The multi-cloud approach to modern IT means workloads—whether virtual machines, containers, or minimal applications—can be located on any one of multiple independent infrastructures; whether running simultaneously for fault-tolerance or when being moved between these. In a modern IT deployment, workloads can (and will) regularly move between cloud and onsite deployments, whether for price, maintenance, latency, or many other reasons. Yet access to these workloads—and, more critically, authentication, monitoring, and management visibility—must be maintained throughout.
All of the above depends on DNS, but DNS starts to get rather complicated when multiple infrastructures are involved. Especially when users are spread across many locations and might be accessing these services from a public or corporate address. How can access to these workloads be maintained transparently to users, while at the same time allowing for in-depth monitoring, authentication, and policy enforcement?
The Key Problem: Transparency in Resolution
DNS is an old protocol. The first DNS server specifications, RFC 882 and RFC 883, were published in 1983 by the Internet Engineering Task Force (IETF). Thus, DNS isn’t truly built for a flexible, multi-cloud deployment, where two connections to a server separated by as little as an hour might end up talking to completely different IP addresses. This was never envisioned in the DNS protocol at all.
(This would be like expecting telnet to have encryption and tunneling. No such features were envisioned when the protocol was built, and so while some applications may have added these features later, they’re subject to the vagaries of implementation-specific differences.)
When a user requests api3.example.com, for instance, how should that be handled? Should there be one IP address with a load balancer? Or, in a modern deployment, should a different IP address be intelligently returned by an organization-controlled DNS infrastructure, allowing for rapid scale-out and intelligent routing decisions to be made transparently?
The problem is that as server IP addresses, users locations, and IP addresses change, and network conditions do likewise, the network needs to know how best to resolve the query. It needs to do this while taking into account latency, server load, availability, price, and a hundred other deployment-specific factors.
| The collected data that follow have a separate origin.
//! Interactive tools layered over the robot scene.
//!
//! ## Hotspots
//!
//! Labelled markers on the model, each linked to one section of the content
//! document:
//! - **Hover**: the marker grows and brightens, a label follows it on screen,
//!   and the linked section is highlighted
//! - **Click**: the linked section scrolls to the centre of the viewport
//! - **Exclusivity**: at most one hotspot is hovered; entering another
//!   replaces the previous hover in one step
//!
//! The whole tool is switched off by `HotspotConfig::enabled`, in which case
//! no markers spawn and none of its systems run.
//!
//! Hotspots can also be activated by the host page through the
//! `activate_hotspot` RPC method.

/// Hotspot markers, pointer handling, hover label and section links.
pub mod hotspots;
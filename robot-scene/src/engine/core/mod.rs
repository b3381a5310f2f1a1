//! Core application setup and state management.
//!
//! Handles application lifecycle, window configuration, state transitions,
//! and plugin initialisation for both native and WASM targets.

/// Application setup and plugin configuration for the Bevy engine.
///
/// Creates the main app with the point cloud material, the scene plugin,
/// hotspot tooling, the web RPC bridge and the section-link target.
pub mod app_setup;

/// Application state machine from loading through to running or failure.
pub mod app_state;

/// Immutable scene configuration: hotspots, model frame and orbit limits.
pub mod config;

/// Mount and unmount handling for the interactive scene.
///
/// Unmounting tears down every scene entity and drops the model handle so a
/// late load completion has nothing to attach to.
pub mod lifecycle;

/// Platform-specific window configuration for native and WASM builds.
///
/// Configures canvas integration for web targets and vsync settings.
pub mod window_config;
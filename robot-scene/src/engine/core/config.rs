use std::collections::HashSet;
use std::fmt;

use bevy::prelude::*;
use constants::camera::{AUTO_ROTATE_SPEED, CAMERA_START, MAX_DISTANCE, MIN_DISTANCE};
use constants::coordinate_system::{MODEL_ROTATION_X, MODEL_SCALE};
use constants::path::MODEL_ASSET_PATH;
use serde::{Deserialize, Serialize};
use thiserror::Error;

use crate::document::{ContentDocument, SectionId};

/// Stable identifier of an authored hotspot.
#[derive(Debug, Clone, PartialEq, Eq, Hash, Serialize, Deserialize)]
#[serde(transparent)]
pub struct HotspotId(String);

impl HotspotId {
    pub fn new(value: impl Into<String>) -> Self {
        Self(value.into())
    }

    pub fn as_str(&self) -> &str {
        &self.0
    }
}

impl fmt::Display for HotspotId {
    fn fmt(&self, f: &mut fmt::Formatter<'_>) -> fmt::Result {
        f.write_str(&self.0)
    }
}

/// A labelled marker on the model linked to a document section.
#[derive(Debug, Clone, PartialEq, Serialize, Deserialize)]
pub struct HotspotDef {
    pub id: HotspotId,
    pub label: String,
    /// Model-space position (width, depth, height), before the model frame.
    pub position: [f32; 3],
    pub section: SectionId,
}

impl HotspotDef {
    pub fn new(id: &str, label: &str, position: [f32; 3], section: &str) -> Self {
        Self {
            id: HotspotId::new(id),
            label: label.to_string(),
            position,
            section: SectionId::new(section),
        }
    }

    pub fn local_position(&self) -> Vec3 {
        Vec3::from_array(self.position)
    }
}

#[derive(Debug, Clone, PartialEq, Serialize, Deserialize)]
pub struct HotspotConfig {
    /// When false no markers spawn and no hover or click handling runs.
    pub enabled: bool,
    pub hotspots: Vec<HotspotDef>,
}

impl HotspotConfig {
    pub fn get(&self, id: &HotspotId) -> Option<&HotspotDef> {
        self.hotspots.iter().find(|hotspot| &hotspot.id == id)
    }
}

/// Point cloud asset and the model frame shared by the cloud and its hotspots.
#[derive(Debug, Clone, PartialEq, Serialize, Deserialize)]
pub struct ModelConfig {
    pub asset_path: String,
    pub rotation_x: f32,
    pub scale: f32,
}

impl ModelConfig {
    pub fn frame_transform(&self) -> Transform {
        Transform::from_rotation(Quat::from_rotation_x(self.rotation_x))
            .with_scale(Vec3::splat(self.scale))
    }
}

#[derive(Debug, Clone, PartialEq, Serialize, Deserialize)]
pub struct OrbitSettings {
    pub start: [f32; 3],
    pub min_distance: f32,
    pub max_distance: f32,
    pub auto_rotate: bool,
    pub auto_rotate_speed: f32,
}

/// Immutable scene configuration, passed into the app at construction.
#[derive(Resource, Debug, Clone, PartialEq, Serialize, Deserialize)]
pub struct SceneConfig {
    pub hotspots: HotspotConfig,
    pub model: ModelConfig,
    pub orbit: OrbitSettings,
}

impl SceneConfig {
    /// The authored landing page scene.
    pub fn authored() -> Self {
        Self {
            hotspots: HotspotConfig {
                enabled: true,
                hotspots: vec![
                    HotspotDef::new("actuation", "Actuation", [0.12, 0.02, 0.31], "2"), // shoulder
                    HotspotDef::new("sensing", "Sensing", [-0.05, 0.0, 0.28], "3"), // hand
                    HotspotDef::new("structure", "Structure", [-0.07, -0.02, -0.15], "4"), // legs
                    HotspotDef::new("computation", "Computation", [0.0, 0.0, 0.45], "5"), // head
                    HotspotDef::new("power", "Power", [0.0, 0.0, 0.1], "6"), // chest
                ],
            },
            model: ModelConfig {
                asset_path: MODEL_ASSET_PATH.to_string(),
                rotation_x: MODEL_ROTATION_X,
                scale: MODEL_SCALE,
            },
            orbit: OrbitSettings {
                start: CAMERA_START,
                min_distance: MIN_DISTANCE,
                max_distance: MAX_DISTANCE,
                auto_rotate: true,
                auto_rotate_speed: AUTO_ROTATE_SPEED,
            },
        }
    }

    pub fn with_hotspots_enabled(mut self, enabled: bool) -> Self {
        self.hotspots.enabled = enabled;
        self
    }

    /// Check every hotspot against the document it links into.
    pub fn check_section_links(&self, document: &ContentDocument) -> Vec<SectionLinkIssue> {
        let mut issues = Vec::new();
        let mut seen = HashSet::new();

        for hotspot in &self.hotspots.hotspots {
            if !seen.insert(&hotspot.id) {
                issues.push(SectionLinkIssue::DuplicateHotspot {
                    hotspot: hotspot.id.clone(),
                });
            }

            match document.sections_with_id(&hotspot.section) {
                1 => {}
                0 => issues.push(SectionLinkIssue::MissingSection {
                    hotspot: hotspot.id.clone(),
                    section: hotspot.section.clone(),
                }),
                count => issues.push(SectionLinkIssue::AmbiguousSection {
                    hotspot: hotspot.id.clone(),
                    section: hotspot.section.clone(),
                    count,
                }),
            }
        }

        issues
    }
}

/// Configuration defects between hotspots and the document.
#[derive(Debug, Clone, PartialEq, Eq, Error)]
pub enum SectionLinkIssue {
    /// Hover and click will silently do nothing.
    #[error("hotspot {hotspot} targets section {section}, which does not exist")]
    MissingSection { hotspot: HotspotId, section: SectionId },

    #[error("hotspot {hotspot} targets section {section}, which matches {count} sections")]
    AmbiguousSection {
        hotspot: HotspotId,
        section: SectionId,
        count: usize,
    },

    #[error("hotspot id {hotspot} is defined more than once")]
    DuplicateHotspot { hotspot: HotspotId },
}

/// Log every section link defect at startup.
pub fn report_section_links(config: Res<SceneConfig>, document: Res<AuthoredDocument>) {
    let issues = config.check_section_links(&document.0);
    if issues.is_empty() {
        info!(
            "{} hotspots linked to document sections",
            config.hotspots.hotspots.len()
        );
    }
    for issue in issues {
        warn!("{}", issue);
    }
}

/// The content document the scene links into.
#[derive(Resource, Debug, Clone)]
pub struct AuthoredDocument(pub ContentDocument);
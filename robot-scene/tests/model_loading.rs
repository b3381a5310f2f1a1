mod common;

use std::time::Duration;

use bevy::prelude::*;
use bevy::time::TimeUpdateStrategy;
use common::{count, fixture_config, headless_app, load_state, update_until};
use robot_scene::engine::core::app_state::AppState;
use robot_scene::engine::core::lifecycle::SceneLifecycleEvent;
use robot_scene::engine::loading::{ModelLoadState, ModelLoader};
use robot_scene::engine::scene::placeholder::{LoadFailedNotice, LoadingPlaceholder};
use robot_scene::engine::scene::point_cloud::PointCloud;
use robot_scene::engine::scene::root::SceneRoot;

fn app_state(app: &App) -> AppState {
    *app.world().resource::<State<AppState>>().get()
}

fn point_counts(app: &mut App) -> Vec<usize> {
    let world = app.world_mut();
    let mut query = world.query::<&PointCloud>();
    query.iter(world).map(|cloud| cloud.point_count).collect()
}

#[test]
fn point_cloud_appears_only_after_loading() {
    let mut app = headless_app(fixture_config());
    app.update();

    assert_eq!(app_state(&app), AppState::Loading);
    assert!(point_counts(&mut app).is_empty());
    assert_eq!(count::<LoadingPlaceholder>(&mut app), 1);

    assert!(update_until(&mut app, |app| load_state(app).is_loaded()));
    app.update();

    assert_eq!(load_state(&app), ModelLoadState::Loaded { vertex_count: 4 });
    assert_eq!(app_state(&app), AppState::Running);
    assert_eq!(point_counts(&mut app), vec![4]);
    assert_eq!(count::<LoadingPlaceholder>(&mut app), 0);
}

#[test]
fn late_completion_after_unmount_spawns_nothing() {
    let mut app = headless_app(fixture_config());
    app.update();
    assert!(app.world().resource::<ModelLoader>().is_mounted());

    app.world_mut().send_event(SceneLifecycleEvent::Unmount);
    app.update();

    // Give the abandoned load every chance to finish.
    for _ in 0..50 {
        app.update();
        std::thread::sleep(Duration::from_millis(5));
    }

    assert!(point_counts(&mut app).is_empty());
    assert_eq!(count::<SceneRoot>(&mut app), 0);
    assert_eq!(load_state(&app), ModelLoadState::Idle);
    assert_eq!(app_state(&app), AppState::Unmounted);
}

#[test]
fn remount_loads_a_fresh_scene() {
    let mut app = headless_app(fixture_config());
    assert!(update_until(&mut app, |app| load_state(app).is_loaded()));

    app.world_mut().send_event(SceneLifecycleEvent::Unmount);
    app.update();
    app.update();
    assert_eq!(count::<SceneRoot>(&mut app), 0);

    app.world_mut().send_event(SceneLifecycleEvent::Mount);
    assert!(update_until(&mut app, |app| load_state(app).is_loaded()));
    app.update();

    assert_eq!(count::<SceneRoot>(&mut app), 1);
    assert_eq!(point_counts(&mut app), vec![4]);
    assert_eq!(app_state(&app), AppState::Running);
}

#[test]
fn missing_model_fails_after_three_attempts() {
    let mut config = fixture_config();
    config.model.asset_path = "missing.ply".to_string();
    let mut app = headless_app(config);
    app.insert_resource(TimeUpdateStrategy::ManualDuration(Duration::from_millis(200)));

    let mut attempts_seen = Vec::new();
    assert!(update_until(&mut app, |app| {
        if let ModelLoadState::Loading { attempt } = load_state(app) {
            if attempts_seen.last() != Some(&attempt) {
                attempts_seen.push(attempt);
            }
        }
        load_state(app).is_failed()
    }));
    app.update();
    app.update();

    assert_eq!(attempts_seen, vec![1, 2, 3]);
    assert!(matches!(
        load_state(&app),
        ModelLoadState::Failed { attempts: 3, .. }
    ));
    assert_eq!(app_state(&app), AppState::LoadFailed);
    assert_eq!(count::<LoadFailedNotice>(&mut app), 1);
    assert_eq!(count::<LoadingPlaceholder>(&mut app), 0);
    assert!(point_counts(&mut app).is_empty());
}
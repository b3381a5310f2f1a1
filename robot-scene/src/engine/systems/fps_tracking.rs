use bevy::diagnostic::{DiagnosticsStore, FrameTimeDiagnosticsPlugin};
use bevy::prelude::*;
use constants::render_settings::FPS_NOTIFY_INTERVAL_SECS;

use crate::rpc::web_rpc::{FPS_UPDATE, WebRpcInterface};

/// Smoothed frame rate, or zero before the first measurement.
pub fn current_fps(diagnostics: &DiagnosticsStore) -> f32 {
    diagnostics
        .get(&FrameTimeDiagnosticsPlugin::FPS)
        .and_then(|fps| fps.smoothed())
        .map(|value| value as f32)
        .unwrap_or(0.0)
}

pub fn fps_notification_system(
    mut rpc_interface: ResMut<WebRpcInterface>,
    diagnostics: Option<Res<DiagnosticsStore>>,
    mut last_send_time: Local<f32>,
    time: Res<Time>,
) {
    let Some(diagnostics) = diagnostics else {
        return;
    };
    let current_time = time.elapsed_secs();

    if current_time - *last_send_time >= FPS_NOTIFY_INTERVAL_SECS {
        if let Some(value) = diagnostics
            .get(&FrameTimeDiagnosticsPlugin::FPS)
            .and_then(|fps| fps.smoothed())
        {
            rpc_interface.send_notification(
                FPS_UPDATE,
                serde_json::json!({
                    "fps": value as f32
                }),
            );
            *last_send_time = current_time;
        }
    }
}
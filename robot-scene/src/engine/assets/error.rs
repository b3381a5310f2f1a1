use thiserror::Error;

pub type PlyResult<T> = Result<T, PlyLoadError>;

#[derive(Debug, Error)]
pub enum PlyLoadError {
    #[error("I/O error: {0}")]
    Io(#[from] std::io::Error),

    #[error("failed to parse PLY header: {0}")]
    Header(String),

    #[error("failed to read PLY payload: {0}")]
    Payload(String),

    #[error("PLY file has no vertex element")]
    MissingVertexElement,

    #[error("vertex element is missing the '{0}' property")]
    MissingProperty(&'static str),

    #[error("vertex {index} has a non-numeric '{property}' value")]
    InvalidProperty { index: usize, property: &'static str },

    #[error("face {face} references vertex {vertex}, but only {count} vertices exist")]
    FaceIndexOutOfRange {
        face: usize,
        vertex: usize,
        count: usize,
    },
}
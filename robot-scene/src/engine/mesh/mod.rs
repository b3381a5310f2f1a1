//! Mesh generation for point cloud rendering primitives.
//!
//! Each point is expanded into a screen-aligned quad in the vertex shader, so
//! the CPU side only replicates the point centre and tags each copy with the
//! quad corner it represents.

/// Quad-per-point mesh construction for [`PointCloudMaterial`](crate::engine::render::PointCloudMaterial).
pub mod point_quad_mesh;
use bevy::prelude::*;

use crate::engine::core::config::ModelConfig;

/// Parent of every entity spawned for the current mount.
#[derive(Component)]
pub struct SceneRoot;

/// Model-space frame: rotated and scaled so the PLY's Z-up axes read Y-up.
#[derive(Component)]
pub struct ModelFrame;

/// Spawn the scene root and its model frame, returning `(root, frame)`.
pub fn spawn_scene_root(commands: &mut Commands, model: &ModelConfig) -> (Entity, Entity) {
    let frame = commands
        .spawn((
            Name::new("Model frame"),
            ModelFrame,
            model.frame_transform(),
            Visibility::default(),
        ))
        .id();

    let root = commands
        .spawn((
            Name::new("Scene root"),
            SceneRoot,
            Transform::default(),
            Visibility::default(),
        ))
        .add_child(frame)
        .id();

    (root, frame)
}
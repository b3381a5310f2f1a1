use bevy::prelude::*;

/// Ray-sphere intersection. `direction` must be normalised.
///
/// Returns the distance to the nearest intersection in front of the origin,
/// or the exit distance when the origin is inside the sphere.
pub fn ray_sphere_hit_t(origin: Vec3, direction: Vec3, center: Vec3, radius: f32) -> Option<f32> {
    let offset = origin - center;
    let b = offset.dot(direction);
    let c = offset.length_squared() - radius * radius;
    let discriminant = b * b - c;
    if discriminant < 0.0 {
        return None;
    }

    let root = discriminant.sqrt();
    let (near, far) = (-b - root, -b + root);
    if far < 0.0 {
        return None;
    }
    Some(if near >= 0.0 { near } else { far })
}

/// Nearest sphere hit along the ray, as `(key, distance)`.
pub fn nearest_sphere_hit<K>(
    origin: Vec3,
    direction: Vec3,
    spheres: impl IntoIterator<Item = (K, Vec3, f32)>,
) -> Option<(K, f32)> {
    spheres
        .into_iter()
        .filter_map(|(key, center, radius)| {
            ray_sphere_hit_t(origin, direction, center, radius).map(|t| (key, t))
        })
        .min_by(|(_, a), (_, b)| a.total_cmp(b))
}
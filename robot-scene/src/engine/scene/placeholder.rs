use bevy::prelude::*;
use constants::render_settings::{
    LABEL_BACKGROUND, LABEL_FONT_SIZE, LABEL_TEXT, PLACEHOLDER_COLOUR, PLACEHOLDER_MAJOR_RADIUS,
    PLACEHOLDER_MINOR_RADIUS, PLACEHOLDER_SPIN_SPEED,
};

/// Spinning torus shown while the model loads.
#[derive(Component)]
pub struct LoadingPlaceholder;

/// Visible notice shown once every load attempt has failed.
#[derive(Component)]
pub struct LoadFailedNotice;

pub fn spawn_loading_placeholder(
    commands: &mut Commands,
    root: Entity,
    meshes: &mut Assets<Mesh>,
    materials: &mut Assets<StandardMaterial>,
) {
    let torus = Torus {
        minor_radius: PLACEHOLDER_MINOR_RADIUS,
        major_radius: PLACEHOLDER_MAJOR_RADIUS,
    };

    let placeholder = commands
        .spawn((
            Name::new("Loading placeholder"),
            LoadingPlaceholder,
            Mesh3d(
                meshes.add(
                    torus
                        .mesh()
                        .minor_resolution(16)
                        .major_resolution(32),
                ),
            ),
            MeshMaterial3d(materials.add(StandardMaterial {
                base_color: PLACEHOLDER_COLOUR,
                ..default()
            })),
            Transform::default(),
        ))
        .id();

    commands.entity(root).add_child(placeholder);
}

pub fn spin_loading_placeholder(
    time: Res<Time>,
    mut placeholders: Query<&mut Transform, With<LoadingPlaceholder>>,
) {
    let angle = time.elapsed_secs() * PLACEHOLDER_SPIN_SPEED;
    for mut transform in &mut placeholders {
        transform.rotation = Quat::from_rotation_y(angle);
    }
}

pub fn despawn_loading_placeholder(
    mut commands: Commands,
    placeholders: Query<Entity, With<LoadingPlaceholder>>,
) {
    for entity in &placeholders {
        commands.entity(entity).despawn();
    }
}

pub fn spawn_load_failed_notice(mut commands: Commands) {
    commands
        .spawn((
            Name::new("Load failed notice"),
            LoadFailedNotice,
            Node {
                width: Val::Percent(100.0),
                height: Val::Percent(100.0),
                justify_content: JustifyContent::Center,
                align_items: AlignItems::Center,
                ..default()
            },
        ))
        .with_children(|parent| {
            parent
                .spawn((
                    Node {
                        padding: UiRect::axes(Val::Px(12.0), Val::Px(8.0)),
                        ..default()
                    },
                    BackgroundColor(LABEL_BACKGROUND),
                ))
                .with_children(|panel| {
                    panel.spawn((
                        Text::new("Model unavailable"),
                        TextFont {
                            font_size: LABEL_FONT_SIZE,
                            ..default()
                        },
                        TextColor(LABEL_TEXT),
                    ));
                });
        });
}

pub fn despawn_load_failed_notice(
    mut commands: Commands,
    notices: Query<Entity, With<LoadFailedNotice>>,
) {
    for entity in &notices {
        commands.entity(entity).despawn();
    }
}
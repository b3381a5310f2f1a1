use bevy::{prelude::*, window::PrimaryWindow};
use constants::hotspot::{CLICK_DRAG_TOLERANCE, MARKER_RADIUS};

use super::ray::nearest_sphere_hit;
use super::state::{
    HotspotActivated, HotspotHoverChanged, HotspotMarker, HotspotPointerEvent, HoverState,
};
use crate::engine::core::config::{HotspotId, SceneConfig};
use crate::engine::core::lifecycle::SceneLifecycleEvent;

/// Cursor pick and click tracking across frames.
///
/// Reset whenever the scene enters `Running`, so a fresh mount under a
/// stationary cursor still produces an `Enter`.
#[derive(Resource, Debug, Default)]
pub struct PickTracker {
    picked: Option<HotspotId>,
    /// Press that may become a click if released over the same hotspot.
    pending: Option<(HotspotId, Vec2)>,
}

impl PickTracker {
    pub fn picked(&self) -> Option<&HotspotId> {
        self.picked.as_ref()
    }

    pub fn reset(&mut self) {
        *self = Self::default();
    }

    /// Fold one frame of pointer input into pointer events.
    ///
    /// A changed pick yields `Leave(previous)` then `Enter(current)`. A click
    /// needs press and release over the same hotspot with at most
    /// `CLICK_DRAG_TOLERANCE` pixels of travel. Losing the cursor drops any
    /// pending press.
    pub fn update(
        &mut self,
        hit: Option<HotspotId>,
        cursor: Option<Vec2>,
        pressed: bool,
        released: bool,
    ) -> Vec<HotspotPointerEvent> {
        let mut events = Vec::new();

        if hit != self.picked {
            if let Some(previous) = self.picked.take() {
                events.push(HotspotPointerEvent::Leave(previous));
            }
            if let Some(current) = &hit {
                events.push(HotspotPointerEvent::Enter(current.clone()));
            }
            self.picked = hit.clone();
        }

        let Some(cursor) = cursor else {
            self.pending = None;
            return events;
        };

        if pressed {
            self.pending = hit.clone().map(|id| (id, cursor));
        }

        if released {
            if let Some((pressed_on, at)) = self.pending.take() {
                let released_on_same = hit.as_ref() == Some(&pressed_on);
                if released_on_same && at.distance(cursor) <= CLICK_DRAG_TOLERANCE {
                    events.push(HotspotPointerEvent::Click(pressed_on));
                }
            }
        }

        events
    }
}

/// Cast the cursor ray against every marker and emit pointer events.
///
/// Markers are tested as spheres at their current world scale, so the pulse
/// and hover enlargement change the pick area. The nearest hit wins.
pub fn pick_hotspot_under_cursor(
    windows: Query<&Window, With<PrimaryWindow>>,
    cameras: Query<(&Camera, &GlobalTransform), With<Camera3d>>,
    markers: Query<(&HotspotMarker, &GlobalTransform)>,
    buttons: Res<ButtonInput<MouseButton>>,
    mut tracker: ResMut<PickTracker>,
    mut pointer: EventWriter<HotspotPointerEvent>,
) {
    let Ok(window) = windows.single() else {
        return;
    };
    let Ok((camera, camera_transform)) = cameras.single() else {
        return;
    };

    let cursor = window.cursor_position();
    let hit = cursor
        .and_then(|cursor| camera.viewport_to_world(camera_transform, cursor).ok())
        .and_then(|ray| {
            let spheres = markers.iter().map(|(marker, transform)| {
                let scale = transform.compute_transform().scale.max_element();
                (&marker.id, transform.translation(), MARKER_RADIUS * scale)
            });
            nearest_sphere_hit(ray.origin, *ray.direction, spheres)
        })
        .map(|(id, _)| id.clone());

    let events = tracker.update(
        hit,
        cursor,
        buttons.just_pressed(MouseButton::Left),
        buttons.just_released(MouseButton::Left),
    );
    pointer.write_batch(events);
}

pub fn reset_pick_tracker(mut tracker: ResMut<PickTracker>) {
    tracker.reset();
}

/// Fold pointer events into the hover state, in arrival order.
pub fn apply_pointer_events(
    mut pointer: EventReader<HotspotPointerEvent>,
    mut hover: ResMut<HoverState>,
    config: Res<SceneConfig>,
    mut hover_changed: EventWriter<HotspotHoverChanged>,
    mut activated: EventWriter<HotspotActivated>,
) {
    for event in pointer.read() {
        match event {
            HotspotPointerEvent::Enter(id) => {
                if let Some(change) = hover.enter(id.clone()) {
                    hover_changed.write(change);
                }
            }
            HotspotPointerEvent::Leave(id) => {
                if let Some(change) = hover.leave(id) {
                    hover_changed.write(change);
                }
            }
            HotspotPointerEvent::Click(id) => match config.hotspots.get(id) {
                Some(hotspot) => {
                    activated.write(HotspotActivated {
                        hotspot: hotspot.id.clone(),
                        section: hotspot.section.clone(),
                    });
                }
                None => debug!("Click on unknown hotspot {id}"),
            },
        }
    }
}

/// Drop the hover when the scene goes away so no highlight is left behind.
pub fn clear_hover_on_unmount(
    mut lifecycle: EventReader<SceneLifecycleEvent>,
    mut hover: ResMut<HoverState>,
    mut hover_changed: EventWriter<HotspotHoverChanged>,
) {
    for event in lifecycle.read() {
        if *event == SceneLifecycleEvent::Unmount {
            if let Some(change) = hover.clear() {
                hover_changed.write(change);
            }
        }
    }
}

#[cfg(test)]
mod tests {
    use super::*;

    fn id(value: &str) -> HotspotId {
        HotspotId::new(value)
    }

    const AT: Option<Vec2> = Some(Vec2::new(100.0, 100.0));

    #[test]
    fn moving_between_hotspots_leaves_before_entering() {
        let mut tracker = PickTracker::default();

        assert_eq!(
            tracker.update(Some(id("power")), AT, false, false),
            vec![HotspotPointerEvent::Enter(id("power"))]
        );
        assert!(tracker.update(Some(id("power")), AT, false, false).is_empty());
        assert_eq!(
            tracker.update(Some(id("sensing")), AT, false, false),
            vec![
                HotspotPointerEvent::Leave(id("power")),
                HotspotPointerEvent::Enter(id("sensing")),
            ]
        );
        assert_eq!(
            tracker.update(None, AT, false, false),
            vec![HotspotPointerEvent::Leave(id("sensing"))]
        );
    }

    #[test]
    fn press_and_release_on_one_hotspot_clicks() {
        let mut tracker = PickTracker::default();
        tracker.update(Some(id("power")), AT, true, false);

        let events = tracker.update(Some(id("power")), Some(Vec2::new(103.0, 104.0)), false, true);
        assert_eq!(events, vec![HotspotPointerEvent::Click(id("power"))]);
    }

    #[test]
    fn release_over_another_hotspot_is_not_a_click() {
        let mut tracker = PickTracker::default();
        tracker.update(Some(id("power")), AT, true, false);

        let events = tracker.update(Some(id("sensing")), AT, false, true);
        assert!(!events.contains(&HotspotPointerEvent::Click(id("power"))));
        assert!(!events.contains(&HotspotPointerEvent::Click(id("sensing"))));
    }

    #[test]
    fn dragging_past_the_tolerance_is_not_a_click() {
        let mut tracker = PickTracker::default();
        tracker.update(Some(id("power")), AT, true, false);

        let events = tracker.update(Some(id("power")), Some(Vec2::new(106.0, 100.0)), false, true);
        assert!(events.is_empty());
    }

    #[test]
    fn losing_the_cursor_drops_the_pending_press() {
        let mut tracker = PickTracker::default();
        tracker.update(Some(id("power")), AT, true, false);

        assert_eq!(
            tracker.update(None, None, false, false),
            vec![HotspotPointerEvent::Leave(id("power"))]
        );
        let events = tracker.update(Some(id("power")), AT, false, true);
        assert_eq!(events, vec![HotspotPointerEvent::Enter(id("power"))]);
    }

    #[test]
    fn reset_re_enters_the_hotspot_under_a_still_cursor() {
        let mut tracker = PickTracker::default();
        tracker.update(Some(id("power")), AT, true, false);

        tracker.reset();

        assert_eq!(tracker.picked(), None);
        assert_eq!(
            tracker.update(Some(id("power")), AT, false, true),
            vec![HotspotPointerEvent::Enter(id("power"))]
        );
    }
}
As you can see, not at all an easy task, and certainly not one that DNS was built to handle.
Right along with this, of course, are the all-too-familiar problems of authentication and monitoring. If policies for api3.example.com with IP address 52.234.219.08 are in place, what happens if api3.example.com is suddenly 28.219.38.015 due to a cloud outage? How, again, should that be handled?
The Solution: Multi-Cloud DNS
One of the most common solutions to this problem is to give your DNS server more smarts than it would otherwise have. This necessitates running your own DNS infrastructure, but is becoming more and more common in larger data centers and cloud deployments.
The key reason to do this is to allow the DNS server to make routing and policy decisions on its own.
Instead of having an A record in one of the more common DNS providers (api3.example.com in a 52.234.219.08, for illustrative purposes), you configure DNS to inform all users that *.example.com is handled by ns1.example.com, ns2.example.com, and ns3.example.com. Again, entirely for illustrative purposes.
From there, you can use simple round-robin distribution, or make more complex geographic, authentication-based, or addressing-based decisions to answer the DNS query. In this way, you can ensure each user will get the best experience based on their location and other factors.
This also allows DNS monitoring and analysis to be put in place. Based on the answer, the DNS server comes to and subsequently returns to the user, authentication challenges can be put in place for those outside a corporate IP space, or IPS/IDS systems can react as needed, among other possibilities.
Intelligent DNS
Multi-cloud environments create a host of new challenges and uses for many technologies, DNS among them.
However, they also create highly valuable opportunities for more intelligence to be placed within the infrastructure at many levels, from security and authentication to localization and user experience. This allows an application, service, or website to scale across countries, continents, and cloud providers without requiring multiple user-visible endpoints or, in fact, any user knowledge at all.
Data centers and cloud deployments are increasingly becoming containerized, agile configurations of servers and applications. DNS that’s up to the challenge of not only highly mobile users, but mobility at the server end as well, is going to be crucial, and with it, the staff and policies in place to ensure a clean, fast, accountable, and secure user experience.